When you reach the line that contains "use std::process;" in the data below, start reproducing lines exactly, and stop after the line that contains "#[command(author, version, about, long_about".

> **MATERIAL FOR THIS EXERCISE**:
╔══

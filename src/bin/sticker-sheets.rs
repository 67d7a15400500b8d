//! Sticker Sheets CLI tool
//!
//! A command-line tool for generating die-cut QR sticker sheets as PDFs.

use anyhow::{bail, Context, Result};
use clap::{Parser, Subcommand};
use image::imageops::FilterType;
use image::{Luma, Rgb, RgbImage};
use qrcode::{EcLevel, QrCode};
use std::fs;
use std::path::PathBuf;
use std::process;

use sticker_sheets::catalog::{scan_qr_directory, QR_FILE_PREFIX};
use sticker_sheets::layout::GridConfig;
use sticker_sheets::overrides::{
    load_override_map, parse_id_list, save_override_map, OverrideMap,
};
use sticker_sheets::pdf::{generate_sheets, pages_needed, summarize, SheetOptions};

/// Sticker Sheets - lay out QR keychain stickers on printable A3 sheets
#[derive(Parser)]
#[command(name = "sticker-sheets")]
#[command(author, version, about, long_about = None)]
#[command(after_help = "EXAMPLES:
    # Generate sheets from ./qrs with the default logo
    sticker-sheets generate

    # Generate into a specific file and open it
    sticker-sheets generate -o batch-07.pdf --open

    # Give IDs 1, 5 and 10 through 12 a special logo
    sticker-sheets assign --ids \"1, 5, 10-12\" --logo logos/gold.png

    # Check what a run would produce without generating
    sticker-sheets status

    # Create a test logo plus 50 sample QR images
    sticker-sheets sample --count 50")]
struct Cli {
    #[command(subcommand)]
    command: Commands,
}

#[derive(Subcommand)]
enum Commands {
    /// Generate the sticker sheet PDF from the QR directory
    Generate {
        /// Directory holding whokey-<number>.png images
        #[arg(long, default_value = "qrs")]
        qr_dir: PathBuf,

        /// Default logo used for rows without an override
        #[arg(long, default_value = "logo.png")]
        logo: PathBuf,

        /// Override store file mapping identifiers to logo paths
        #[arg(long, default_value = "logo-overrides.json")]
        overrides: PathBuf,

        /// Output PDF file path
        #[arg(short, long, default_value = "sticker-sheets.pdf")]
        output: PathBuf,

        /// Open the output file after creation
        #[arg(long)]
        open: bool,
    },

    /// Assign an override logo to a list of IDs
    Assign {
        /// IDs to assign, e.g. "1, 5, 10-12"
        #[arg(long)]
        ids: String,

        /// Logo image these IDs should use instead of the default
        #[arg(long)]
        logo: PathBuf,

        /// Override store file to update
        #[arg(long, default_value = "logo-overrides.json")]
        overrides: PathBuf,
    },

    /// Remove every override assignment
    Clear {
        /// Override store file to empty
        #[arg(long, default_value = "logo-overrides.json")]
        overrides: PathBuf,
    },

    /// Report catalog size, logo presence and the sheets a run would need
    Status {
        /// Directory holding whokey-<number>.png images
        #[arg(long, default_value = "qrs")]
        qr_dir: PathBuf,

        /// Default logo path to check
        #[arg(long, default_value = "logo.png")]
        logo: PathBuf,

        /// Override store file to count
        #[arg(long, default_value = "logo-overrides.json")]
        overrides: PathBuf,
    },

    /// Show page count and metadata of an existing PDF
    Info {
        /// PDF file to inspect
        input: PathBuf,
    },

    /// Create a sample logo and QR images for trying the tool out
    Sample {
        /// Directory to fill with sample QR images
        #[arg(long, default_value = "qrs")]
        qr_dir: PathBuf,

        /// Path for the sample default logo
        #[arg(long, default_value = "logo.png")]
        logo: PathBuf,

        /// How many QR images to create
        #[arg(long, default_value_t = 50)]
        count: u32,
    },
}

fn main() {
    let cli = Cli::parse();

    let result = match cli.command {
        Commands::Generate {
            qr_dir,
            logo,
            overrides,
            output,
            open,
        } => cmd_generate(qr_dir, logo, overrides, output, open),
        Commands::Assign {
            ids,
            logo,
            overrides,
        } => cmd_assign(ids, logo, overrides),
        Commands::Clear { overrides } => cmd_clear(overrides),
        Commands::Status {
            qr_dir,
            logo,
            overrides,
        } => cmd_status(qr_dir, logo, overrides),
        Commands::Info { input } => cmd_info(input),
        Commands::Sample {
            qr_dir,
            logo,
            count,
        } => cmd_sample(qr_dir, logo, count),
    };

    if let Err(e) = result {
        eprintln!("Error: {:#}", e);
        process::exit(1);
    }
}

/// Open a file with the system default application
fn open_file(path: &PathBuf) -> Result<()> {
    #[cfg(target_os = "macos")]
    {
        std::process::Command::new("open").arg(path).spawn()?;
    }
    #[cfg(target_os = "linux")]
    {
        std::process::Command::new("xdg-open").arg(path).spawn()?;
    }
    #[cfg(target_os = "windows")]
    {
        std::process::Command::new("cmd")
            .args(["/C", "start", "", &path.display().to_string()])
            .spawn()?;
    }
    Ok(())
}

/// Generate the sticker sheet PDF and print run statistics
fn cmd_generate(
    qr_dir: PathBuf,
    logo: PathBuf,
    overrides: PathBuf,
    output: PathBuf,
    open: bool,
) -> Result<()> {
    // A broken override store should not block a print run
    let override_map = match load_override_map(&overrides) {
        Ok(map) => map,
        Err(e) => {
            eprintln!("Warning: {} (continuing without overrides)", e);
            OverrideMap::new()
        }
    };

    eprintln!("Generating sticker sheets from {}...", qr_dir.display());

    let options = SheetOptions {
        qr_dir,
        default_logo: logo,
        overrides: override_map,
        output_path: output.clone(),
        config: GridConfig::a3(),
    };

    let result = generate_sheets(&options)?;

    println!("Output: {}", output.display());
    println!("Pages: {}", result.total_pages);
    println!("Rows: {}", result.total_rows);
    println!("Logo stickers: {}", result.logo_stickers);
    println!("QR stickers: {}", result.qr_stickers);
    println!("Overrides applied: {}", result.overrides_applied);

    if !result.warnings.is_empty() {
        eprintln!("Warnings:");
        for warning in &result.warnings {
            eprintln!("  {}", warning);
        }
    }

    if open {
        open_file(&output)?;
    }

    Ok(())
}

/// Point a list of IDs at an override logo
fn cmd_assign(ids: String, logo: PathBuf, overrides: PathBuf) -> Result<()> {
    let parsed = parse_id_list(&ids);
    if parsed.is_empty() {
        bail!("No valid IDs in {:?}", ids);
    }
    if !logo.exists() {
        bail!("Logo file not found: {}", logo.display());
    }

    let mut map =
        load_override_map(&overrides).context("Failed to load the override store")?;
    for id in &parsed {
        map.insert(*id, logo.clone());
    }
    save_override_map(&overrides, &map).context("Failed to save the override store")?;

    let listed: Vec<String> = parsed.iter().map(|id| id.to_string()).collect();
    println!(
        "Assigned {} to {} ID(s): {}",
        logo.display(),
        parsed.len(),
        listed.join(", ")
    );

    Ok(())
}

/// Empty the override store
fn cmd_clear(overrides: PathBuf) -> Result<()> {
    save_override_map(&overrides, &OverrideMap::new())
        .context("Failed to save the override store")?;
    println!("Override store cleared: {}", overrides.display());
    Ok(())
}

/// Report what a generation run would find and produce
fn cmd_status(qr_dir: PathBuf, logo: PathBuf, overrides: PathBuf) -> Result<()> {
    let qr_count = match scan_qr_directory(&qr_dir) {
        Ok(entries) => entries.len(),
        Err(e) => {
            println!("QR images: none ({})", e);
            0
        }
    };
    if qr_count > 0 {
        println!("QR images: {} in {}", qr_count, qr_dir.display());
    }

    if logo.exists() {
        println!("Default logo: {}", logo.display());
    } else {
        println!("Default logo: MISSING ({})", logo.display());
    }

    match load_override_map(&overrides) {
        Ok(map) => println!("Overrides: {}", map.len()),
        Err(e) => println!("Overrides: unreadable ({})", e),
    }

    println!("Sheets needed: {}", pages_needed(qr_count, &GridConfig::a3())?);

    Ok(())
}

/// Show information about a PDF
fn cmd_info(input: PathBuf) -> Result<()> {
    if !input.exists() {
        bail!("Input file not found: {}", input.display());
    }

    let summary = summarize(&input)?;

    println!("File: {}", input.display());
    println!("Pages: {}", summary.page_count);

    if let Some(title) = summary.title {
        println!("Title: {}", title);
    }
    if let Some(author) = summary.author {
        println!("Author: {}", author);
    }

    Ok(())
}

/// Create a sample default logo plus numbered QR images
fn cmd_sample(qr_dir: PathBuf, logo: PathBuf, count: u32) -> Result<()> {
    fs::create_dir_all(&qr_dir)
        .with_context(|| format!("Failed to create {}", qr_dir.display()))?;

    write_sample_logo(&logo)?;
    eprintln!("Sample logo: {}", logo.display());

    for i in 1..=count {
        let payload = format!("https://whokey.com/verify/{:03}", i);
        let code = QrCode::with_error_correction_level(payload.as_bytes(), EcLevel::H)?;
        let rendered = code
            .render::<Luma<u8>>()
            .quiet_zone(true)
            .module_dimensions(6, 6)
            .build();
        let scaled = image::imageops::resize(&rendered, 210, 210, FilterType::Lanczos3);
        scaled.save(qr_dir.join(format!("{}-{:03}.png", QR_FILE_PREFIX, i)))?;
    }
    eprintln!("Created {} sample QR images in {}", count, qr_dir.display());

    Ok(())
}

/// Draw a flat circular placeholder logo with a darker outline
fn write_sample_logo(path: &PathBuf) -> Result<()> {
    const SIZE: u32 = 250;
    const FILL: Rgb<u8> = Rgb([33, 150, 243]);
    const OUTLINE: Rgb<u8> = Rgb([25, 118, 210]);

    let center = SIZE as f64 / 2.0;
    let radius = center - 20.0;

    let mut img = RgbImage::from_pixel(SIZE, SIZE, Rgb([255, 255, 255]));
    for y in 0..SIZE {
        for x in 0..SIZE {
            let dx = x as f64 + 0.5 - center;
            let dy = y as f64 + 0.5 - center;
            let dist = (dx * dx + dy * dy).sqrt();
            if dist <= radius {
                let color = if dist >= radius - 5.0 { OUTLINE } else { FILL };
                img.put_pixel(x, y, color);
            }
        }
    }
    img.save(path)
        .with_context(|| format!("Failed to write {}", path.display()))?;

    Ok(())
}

╚══

> **SOLUTION TO THIS PROBLEM**:
use std::process;

use sticker_sheets::catalog::{scan_qr_directory, QR_FILE_PREFIX};
use sticker_sheets::layout::GridConfig;
use sticker_sheets::overrides::{
    load_override_map, parse_id_list, save_override_map, OverrideMap,
};
use sticker_sheets::pdf::{generate_sheets, pages_needed, summarize, SheetOptions};

/// Sticker Sheets - lay out QR keychain stickers on printable A3 sheets
#[derive(Parser)]
#[command(name = "sticker-sheets")]
#[command(author, version, about, long_about = None)]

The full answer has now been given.